**Task details**
The following listing has lines to check for the word "dropout"; give only the number of lines that contain it.

**Exercise data**

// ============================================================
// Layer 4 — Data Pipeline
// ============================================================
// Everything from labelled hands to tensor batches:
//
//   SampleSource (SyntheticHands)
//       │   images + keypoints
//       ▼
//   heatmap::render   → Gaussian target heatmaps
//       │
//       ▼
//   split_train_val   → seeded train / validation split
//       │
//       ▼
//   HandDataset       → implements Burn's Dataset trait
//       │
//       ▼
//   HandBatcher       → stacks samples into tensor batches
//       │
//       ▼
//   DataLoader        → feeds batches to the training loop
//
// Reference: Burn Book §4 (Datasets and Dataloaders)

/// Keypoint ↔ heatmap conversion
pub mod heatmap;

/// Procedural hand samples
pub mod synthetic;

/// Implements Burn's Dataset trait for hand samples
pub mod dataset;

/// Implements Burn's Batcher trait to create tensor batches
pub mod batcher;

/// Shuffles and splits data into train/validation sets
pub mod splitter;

* * *

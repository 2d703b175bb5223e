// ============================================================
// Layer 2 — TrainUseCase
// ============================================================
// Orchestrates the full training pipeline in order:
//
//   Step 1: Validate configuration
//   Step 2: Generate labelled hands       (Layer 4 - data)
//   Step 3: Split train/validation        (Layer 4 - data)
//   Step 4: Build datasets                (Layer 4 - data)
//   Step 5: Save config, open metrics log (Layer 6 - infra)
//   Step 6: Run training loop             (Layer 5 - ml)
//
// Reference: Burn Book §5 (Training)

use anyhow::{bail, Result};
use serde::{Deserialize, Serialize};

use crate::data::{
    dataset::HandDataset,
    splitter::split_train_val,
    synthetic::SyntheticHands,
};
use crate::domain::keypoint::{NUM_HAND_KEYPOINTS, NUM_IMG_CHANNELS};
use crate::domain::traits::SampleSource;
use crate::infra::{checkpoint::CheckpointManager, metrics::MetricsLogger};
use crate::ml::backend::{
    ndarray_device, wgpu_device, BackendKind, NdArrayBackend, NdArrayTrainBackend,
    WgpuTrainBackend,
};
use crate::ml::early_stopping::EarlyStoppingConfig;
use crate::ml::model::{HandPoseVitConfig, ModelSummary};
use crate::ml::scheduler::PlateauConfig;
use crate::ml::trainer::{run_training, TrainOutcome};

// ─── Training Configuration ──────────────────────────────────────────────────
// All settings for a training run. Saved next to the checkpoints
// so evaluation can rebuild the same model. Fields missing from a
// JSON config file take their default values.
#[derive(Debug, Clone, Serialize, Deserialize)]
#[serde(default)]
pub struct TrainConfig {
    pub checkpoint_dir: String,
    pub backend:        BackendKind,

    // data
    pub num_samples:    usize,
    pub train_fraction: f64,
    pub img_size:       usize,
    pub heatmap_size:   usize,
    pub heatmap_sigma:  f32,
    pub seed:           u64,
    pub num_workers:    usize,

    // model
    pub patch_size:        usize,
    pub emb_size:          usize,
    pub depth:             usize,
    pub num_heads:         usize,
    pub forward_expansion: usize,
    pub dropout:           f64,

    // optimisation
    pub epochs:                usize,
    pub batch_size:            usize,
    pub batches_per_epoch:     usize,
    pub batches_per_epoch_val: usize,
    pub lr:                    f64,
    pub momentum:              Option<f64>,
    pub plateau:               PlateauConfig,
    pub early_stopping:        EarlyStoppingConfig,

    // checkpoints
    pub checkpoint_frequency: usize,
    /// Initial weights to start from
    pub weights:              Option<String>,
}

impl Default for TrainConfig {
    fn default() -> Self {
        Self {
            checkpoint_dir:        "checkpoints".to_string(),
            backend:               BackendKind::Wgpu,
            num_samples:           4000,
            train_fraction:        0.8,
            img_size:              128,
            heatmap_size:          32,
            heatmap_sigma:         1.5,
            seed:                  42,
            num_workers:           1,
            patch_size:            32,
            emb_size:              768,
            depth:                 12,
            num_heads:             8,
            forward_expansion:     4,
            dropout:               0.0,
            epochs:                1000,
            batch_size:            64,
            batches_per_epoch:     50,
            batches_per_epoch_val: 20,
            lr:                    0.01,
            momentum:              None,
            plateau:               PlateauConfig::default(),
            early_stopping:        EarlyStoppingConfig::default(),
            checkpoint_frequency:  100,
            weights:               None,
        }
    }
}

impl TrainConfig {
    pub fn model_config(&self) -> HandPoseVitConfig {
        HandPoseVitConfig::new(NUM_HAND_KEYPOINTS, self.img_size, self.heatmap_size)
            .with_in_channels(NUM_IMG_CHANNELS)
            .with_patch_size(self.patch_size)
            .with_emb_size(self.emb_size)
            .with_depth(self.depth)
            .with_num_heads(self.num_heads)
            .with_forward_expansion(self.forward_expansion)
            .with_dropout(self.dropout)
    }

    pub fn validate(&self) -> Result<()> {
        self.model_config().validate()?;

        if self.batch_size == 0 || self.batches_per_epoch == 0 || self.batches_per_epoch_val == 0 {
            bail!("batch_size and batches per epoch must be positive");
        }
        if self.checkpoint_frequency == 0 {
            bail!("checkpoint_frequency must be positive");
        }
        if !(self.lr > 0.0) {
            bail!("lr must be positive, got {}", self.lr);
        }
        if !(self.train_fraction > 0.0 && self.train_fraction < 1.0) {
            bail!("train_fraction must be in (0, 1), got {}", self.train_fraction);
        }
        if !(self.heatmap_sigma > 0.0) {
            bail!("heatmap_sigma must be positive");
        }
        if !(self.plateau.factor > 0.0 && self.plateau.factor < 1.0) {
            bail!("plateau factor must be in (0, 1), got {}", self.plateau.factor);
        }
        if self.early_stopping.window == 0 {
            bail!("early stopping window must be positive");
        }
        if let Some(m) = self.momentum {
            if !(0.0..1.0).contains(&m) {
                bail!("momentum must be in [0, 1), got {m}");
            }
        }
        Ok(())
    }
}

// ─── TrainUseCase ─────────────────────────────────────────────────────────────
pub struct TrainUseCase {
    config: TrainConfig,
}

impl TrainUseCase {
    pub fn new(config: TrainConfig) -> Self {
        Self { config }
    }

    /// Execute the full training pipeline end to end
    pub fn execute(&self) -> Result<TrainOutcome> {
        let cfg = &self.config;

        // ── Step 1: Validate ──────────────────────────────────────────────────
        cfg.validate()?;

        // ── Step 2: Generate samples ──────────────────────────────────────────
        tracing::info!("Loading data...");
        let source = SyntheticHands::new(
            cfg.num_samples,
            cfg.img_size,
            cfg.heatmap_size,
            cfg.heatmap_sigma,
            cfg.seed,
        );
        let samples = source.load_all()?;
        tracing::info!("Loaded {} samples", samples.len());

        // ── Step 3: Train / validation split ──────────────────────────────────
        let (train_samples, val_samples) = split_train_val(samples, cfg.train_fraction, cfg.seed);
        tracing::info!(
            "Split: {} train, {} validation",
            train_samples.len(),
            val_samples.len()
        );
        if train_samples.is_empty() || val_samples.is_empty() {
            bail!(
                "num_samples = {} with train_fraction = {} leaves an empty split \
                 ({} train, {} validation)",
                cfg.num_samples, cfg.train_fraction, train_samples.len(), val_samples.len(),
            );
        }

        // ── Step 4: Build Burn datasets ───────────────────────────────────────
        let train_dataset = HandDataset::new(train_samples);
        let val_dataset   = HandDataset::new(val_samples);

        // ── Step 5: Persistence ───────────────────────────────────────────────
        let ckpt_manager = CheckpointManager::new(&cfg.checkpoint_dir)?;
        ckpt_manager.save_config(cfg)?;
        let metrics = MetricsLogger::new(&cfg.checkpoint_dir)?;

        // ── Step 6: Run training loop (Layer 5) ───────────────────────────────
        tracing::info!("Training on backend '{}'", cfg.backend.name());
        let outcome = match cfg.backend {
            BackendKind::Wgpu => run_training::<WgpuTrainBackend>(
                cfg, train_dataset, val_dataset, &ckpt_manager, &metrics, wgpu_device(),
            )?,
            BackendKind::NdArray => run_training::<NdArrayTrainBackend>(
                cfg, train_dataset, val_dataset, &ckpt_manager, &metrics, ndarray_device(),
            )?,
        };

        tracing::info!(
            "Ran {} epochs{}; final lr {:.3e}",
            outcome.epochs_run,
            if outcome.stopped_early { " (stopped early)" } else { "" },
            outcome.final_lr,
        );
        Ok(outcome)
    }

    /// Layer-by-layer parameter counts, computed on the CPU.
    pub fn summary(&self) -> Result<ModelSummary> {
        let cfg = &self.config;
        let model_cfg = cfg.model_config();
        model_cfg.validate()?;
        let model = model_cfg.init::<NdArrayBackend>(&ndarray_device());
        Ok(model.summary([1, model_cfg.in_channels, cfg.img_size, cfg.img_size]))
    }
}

**Answer box**
3